◆ Task statement ◆
Copy every record below exactly as it stands.

————

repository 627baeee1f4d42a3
pub(crate) mod render_session;
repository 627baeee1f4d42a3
use super::*;

#[test]
fn fps_rejects_zero_parts() {
    assert!(Fps::new(0, 1).is_err());
    assert!(Fps::new(30, 0).is_err());
}

#[test]
fn fps_frames_secs_roundtrip_floor() {
    let fps = Fps::new(30000, 1001).unwrap();
    let secs = fps.frames_to_secs(123);
    assert_eq!(fps.secs_to_frames_floor(secs), 123);
}

#[test]
fn canvas_defaults_to_full_hd_and_validates() {
    let canvas = Canvas::default();
    assert_eq!(canvas.size(), Vec2::new(1920.0, 1080.0));
    assert!(canvas.validate().is_ok());
    assert!(
        Canvas {
            width: 0,
            height: 10
        }
        .validate()
        .is_err()
    );
}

————

◆ Response to this exercise ◆
repository 627baeee1f4d42a3
pub(crate) mod render_session;
repository 627baeee1f4d42a3
use super::*;

#[test]
fn fps_rejects_zero_parts() {
    assert!(Fps::new(0, 1).is_err());
    assert!(Fps::new(30, 0).is_err());
}

#[test]
fn fps_frames_secs_roundtrip_floor() {
    let fps = Fps::new(30000, 1001).unwrap();
    let secs = fps.frames_to_secs(123);
    assert_eq!(fps.secs_to_frames_floor(secs), 123);
}

#[test]
fn canvas_defaults_to_full_hd_and_validates() {
    let canvas = Canvas::default();
    assert_eq!(canvas.size(), Vec2::new(1920.0, 1080.0));
    assert!(canvas.validate().is_ok());
    assert!(
        Canvas {
            width: 0,
            height: 10
        }
        .validate()
        .is_err()
    );
}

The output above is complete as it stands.